Размер шрифта
-
+

Приснившиеся люди - стр. 14

Я косы ей заплетала вокруг головы. Гладила и ласкала ее седые волосы, заплетенные в коски с ленточками.

А потом мама умрет. Фрейденберг покажется, что она присутствует при собственном рождении.

В ночь на 28 марта, в ту самую ночь, в которую 54 года назад мама в муках меня рожала, в эту ночь я присутствовала опять при страшных родильных муках 84-летней женщины. Как-то она позвала меня и сказала:

– Выпусти мне дитя из живота!

Я проходила теперь через единственное из страданий, недоступных человеку. В эту ночь я видела свое рождение.
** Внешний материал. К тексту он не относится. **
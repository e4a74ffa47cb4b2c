//! Weekly insights command: streaks, averages, and suggestions.

use std::fmt::Write as _;
use std::io::Write;

use anyhow::Result;
use chrono::Utc;

use ft_core::insights::{WeeklyInsights, weekly_insights};
use ft_core::types::UserId;
use ft_core::window;
use ft_db::Database;

use crate::commands::format_duration;
use crate::config::Config;

pub fn run<W: Write>(
    writer: &mut W,
    db: &Database,
    user: &UserId,
    json: bool,
    config: &Config,
) -> Result<()> {
    let offset = window::reference_offset(config.utc_offset_minutes);
    let tasks = db.list_tasks(user)?;
    let sessions = db.list_sessions(user)?;
    let insights = weekly_insights(
        &tasks,
        &sessions,
        Utc::now(),
        offset,
        config.max_suggestions,
    );

    if json {
        writeln!(writer, "{}", serde_json::to_string_pretty(&insights)?)?;
    } else {
        write!(writer, "{}", format_insights(&insights))?;
    }
    Ok(())
}

/// Renders the weekly insights for humans.
pub fn format_insights(insights: &WeeklyInsights) -> String {
    let mut output = String::new();
    writeln!(output, "WEEKLY INSIGHTS").unwrap();
    writeln!(output, "───────────────").unwrap();
    writeln!(
        output,
        "Focus time:       {:.1}h over {} sessions (avg {})",
        insights.total_focus_hours,
        insights.sessions_count,
        format_duration(insights.avg_session_duration)
    )
    .unwrap();
    writeln!(
        output,
        "Days with focus:  {} of 7",
        insights.days_with_focus
    )
    .unwrap();
    match insights.streak {
        0 => writeln!(output, "Streak:           none").unwrap(),
        1 => writeln!(output, "Streak:           1 day").unwrap(),
        days => writeln!(output, "Streak:           {days} days").unwrap(),
    }
    writeln!(
        output,
        "Tasks:            {} created, {} completed ({}%)",
        insights.tasks_created, insights.tasks_completed, insights.completion_rate
    )
    .unwrap();
    if let Some(project) = insights.most_active_project {
        writeln!(output, "Most active:      {project}").unwrap();
    }
    if let Some(rating) = insights.avg_session_rating {
        writeln!(output, "Average rating:   {rating:.1}").unwrap();
    }

    if !insights.suggestions.is_empty() {
        writeln!(output).unwrap();
        writeln!(output, "Suggestions:").unwrap();
        for suggestion in &insights.suggestions {
            writeln!(output, "  - {suggestion}").unwrap();
        }
    }
    output
}

#[cfg(test)]
mod tests {
    use super::*;
    use ft_core::task::Project;
    use insta::assert_snapshot;

    #[test]
    fn format_insights_renders_all_sections() {
        let insights = WeeklyInsights {
            total_focus_hours: 5.3,
            sessions_count: 8,
            avg_session_duration: 40,
            tasks_created: 6,
            tasks_completed: 4,
            completion_rate: 67,
            most_active_project: Some(Project::Poly),
            days_with_focus: 5,
            avg_session_rating: Some(4.2),
            streak: 3,
            suggestions: vec!["You have a multi-day streak going.".to_string()],
        };
        assert_snapshot!(format_insights(&insights).trim_end(), @r"
        WEEKLY INSIGHTS
        ───────────────
        Focus time:       5.3h over 8 sessions (avg 40m)
        Days with focus:  5 of 7
        Streak:           3 days
        Tasks:            6 created, 4 completed (67%)
        Most active:      Poly
        Average rating:   4.2

        Suggestions:
          - You have a multi-day streak going.
        ");
    }

    #[test]
    fn format_insights_empty_week() {
        let insights = WeeklyInsights {
            total_focus_hours: 0.0,
            sessions_count: 0,
            avg_session_duration: 0,
            tasks_created: 0,
            tasks_completed: 0,
            completion_rate: 0,
            most_active_project: None,
            days_with_focus: 0,
            avg_session_rating: None,
            streak: 0,
            suggestions: vec![],
        };
        let output = format_insights(&insights);
        assert!(output.contains("Streak:           none"));
        assert!(!output.contains("Most active"));
        assert!(!output.contains("Suggestions"));
    }

    #[test]
    fn run_on_empty_database_suggests_consistency() {
        let db = Database::open_in_memory().unwrap();
        let sami = UserId::new("sami").unwrap();
        let config = Config::default();

        let mut output = Vec::new();
        run(&mut output, &db, &sami, false, &config).unwrap();
        let printed = String::from_utf8(output).unwrap();
        assert!(printed.contains("consistency"));
    }
}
А теперь, если опять вернуться к книге Полины Барсковой «Седьмая щелочь» (мы помним, что не «щёлочь», а «ще́лочь»), то вот еще одно стихотворение Натальи Крандиевской. Тоже про живое существо. Которому ты никогда бы не обрадовался в мирной жизни, но которые иногда приходили греть тебя ночью теперь. Хотя, конечно, это они сами приходили греться: человек делал движение, и несколько крыс со стуком спрыгивали с его кровати на пол.
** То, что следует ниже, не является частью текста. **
use std::io::Write;
use std::path::Path;

use anyhow::{Context, Result};
use clap::Parser;
use tracing_subscriber::EnvFilter;

use ft_core::task::{NewTask, TaskPatch};
use ft_core::types::UserId;
use ft_cli::commands::{focus, insights, summary, task, timeline};
use ft_cli::{Cli, Commands, Config, FocusAction, SummaryPeriod, TaskAction};

/// Load config and open the database, ensuring the parent directory exists.
fn open_database(config_path: Option<&Path>) -> Result<(ft_db::Database, Config)> {
    let config = Config::load_from(config_path).context("failed to load configuration")?;
    tracing::debug!(?config, "loaded configuration");

    if let Some(parent) = config.database_path.parent() {
        std::fs::create_dir_all(parent).context("failed to create database directory")?;
    }

    let db = ft_db::Database::open(&config.database_path).context("failed to open database")?;
    Ok((db, config))
}

fn resolve_user(cli: &Cli, config: &Config) -> Result<UserId> {
    let name = cli.user.as_deref().unwrap_or(&config.user);
    Ok(UserId::new(name)?)
}

fn main() -> Result<()> {
    let cli = Cli::parse();

    // Initialize tracing with verbose flag support
    let filter = if cli.verbose {
        EnvFilter::new("debug")
    } else {
        EnvFilter::from_default_env()
    };
    // Use try_init to avoid panic if tracing is already initialized (e.g., in tests)
    let _ = tracing_subscriber::fmt().with_env_filter(filter).try_init();

    let stdout = std::io::stdout();
    let mut writer = stdout.lock();

    match &cli.command {
        Some(Commands::Task { action }) => {
            let (mut db, config) = open_database(cli.config.as_deref())?;
            let user = resolve_user(&cli, &config)?;
            match action {
                TaskAction::Add {
                    title,
                    description,
                    project,
                    kind,
                    deadline,
                } => {
                    let new_task = NewTask {
                        title: title.clone(),
                        description: description.clone(),
                        project: *project,
                        kind: *kind,
                        deadline: *deadline,
                    };
                    task::add(&mut writer, &mut db, &user, &new_task)?;
                }
                TaskAction::List { scope, json } => {
                    task::list(&mut writer, &db, &user, *scope, *json, &config)?;
                }
                TaskAction::Edit {
                    id,
                    title,
                    description,
                    project,
                    kind,
                    deadline,
                    clear_deadline,
                } => {
                    let deadline = if *clear_deadline {
                        Some(None)
                    } else {
                        (*deadline).map(Some)
                    };
                    let patch = TaskPatch {
                        title: title.clone(),
                        description: description.clone(),
                        project: *project,
                        kind: *kind,
                        deadline,
                    };
                    task::edit(&mut writer, &mut db, &user, id, &patch)?;
                }
                TaskAction::Done { id } => {
                    task::done(&mut writer, &mut db, &user, id)?;
                }
                TaskAction::Delete { id } => {
                    task::delete(&mut writer, &mut db, &user, id)?;
                }
            }
        }
        Some(Commands::Focus { action }) => {
            let (mut db, config) = open_database(cli.config.as_deref())?;
            let user = resolve_user(&cli, &config)?;
            match action {
                FocusAction::Start {
                    mode,
                    project,
                    planned,
                } => {
                    focus::start(&mut writer, &mut db, &user, *mode, *project, *planned)?;
                }
                FocusAction::End { id, rating, note } => {
                    focus::end(
                        &mut writer,
                        &mut db,
                        &user,
                        id.as_deref(),
                        *rating,
                        note.as_deref(),
                    )?;
                }
                FocusAction::Active => {
                    focus::active(&mut writer, &db, &user)?;
                }
                FocusAction::List { range, json } => {
                    focus::list(&mut writer, &db, &user, *range, *json, &config)?;
                }
            }
        }
        Some(Commands::Summary { period }) => {
            let (db, config) = open_database(cli.config.as_deref())?;
            let user = resolve_user(&cli, &config)?;
            match period {
                SummaryPeriod::Daily { json } => {
                    summary::daily(&mut writer, &db, &user, *json, &config)?;
                }
                SummaryPeriod::Weekly { json } => {
                    summary::weekly(&mut writer, &db, &user, *json)?;
                }
            }
        }
        Some(Commands::Insights { json }) => {
            let (db, config) = open_database(cli.config.as_deref())?;
            let user = resolve_user(&cli, &config)?;
            insights::run(&mut writer, &db, &user, *json, &config)?;
        }
        Some(Commands::Timeline { range, json }) => {
            let (db, config) = open_database(cli.config.as_deref())?;
            let user = resolve_user(&cli, &config)?;
            timeline::run(&mut writer, &db, &user, *range, *json, &config)?;
        }
        None => {
            // No subcommand, show help
            use clap::CommandFactory;
            Cli::command().print_help()?;
            writeln!(writer)?;
        }
    }

    Ok(())
}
Наталья Крандиевская смотрит здесь не как Лидия Гинзбург (Барскова пишет о поглощенности Гинзбург в ту весну изучением этой новой блокадной эмоции: гибрида жалости и жестокости), нет: Наталья Крандиевская на весь этот ужас смотрит взглядом, полным жалости к себе и к другому, даже если этот другой – крыса.

                      В кухне крыса пляшет с голоду,
                      В темноте гремит кастрюлями.
                      Не спугнуть ее ни холодом,
                      Ни холерою, ни пулями.
                      Что беснуешься ты, старая?
                      Здесь и корки не доищешься,
                      Здесь давно уж злою карою,
                      Сновиденьем стала пища вся.
                      Иль со мною подружилась ты
                      И в промерзшем этом здании
                      Ждешь спасения, как милости,
                      Там, где теплится дыхание?
                      Поздно, друг мой, догадалась я!
                      И верна и невиновна ты.
                      Только двое нас осталося —
                      Сторожить пустые комнаты.

А у Геннадия Гора нет для этого мира уже ни жалости, ни сил. Написавший одни из самых страшных блокадных стихов, Геннадий Гор это одиночество воплотил в почти каламбурном «не мой – немой»: то ли он не может говорить, то ли он вещь, которая сама себе уже не принадлежит.

                      Я – немой. Я уже
                      Ничего и бегу к ничему:
                      Я уже никого и спешу к никому.

В книге Барсковой об этом нет, но я нашел дневниковую запись четырнадцатилетней школьницы Елены Мухиной. Она вела дневник с мая 1941-го по май 1942-го, потом она была эвакуирована. 6 ноября 1941 года она пишет:

Когда после войны опять наступит равновесие и можно будет все купить, я куплю кило черного хлеба, кило пряников, пол-литра хлопкового масла. Раскрошу хлеб и пряники, оболью обильно маслом и хорошенько все это разотру и перемешаю, потом возьму столовую ложку и буду наслаждаться, наемся до отвала. Потом мы с мамой напекем разных пирожков, с мясом, с картошкой, с капустой, с тертой морковью. И потом мы с мамой нажарим картошки и будем кушать румяную, шипящую картошку прямо с огня. И мы будем кушать ушки со сметаной и пельмени, и макароны с томатом и с жареным луком, и горячий белый, с хрустящей корочкой батон, намазанный сливочным маслом, с колбасой или сыром, причем обязательно большой кусок колбасы, чтобы зубы так и утопали во всем этом при откусывании. Мы будем кушать с мамой рассыпчатую гречневую кашу с холодным молоком, а потом ту же кашу, поджаренную на сковородке с луком, блестящую от избытка масла. Мы, наконец, будем кушать горячие жирные блинчики с вареньем и пухлые, толстые оладьи. Боже мой, мы так будем кушать, что самим станет страшно.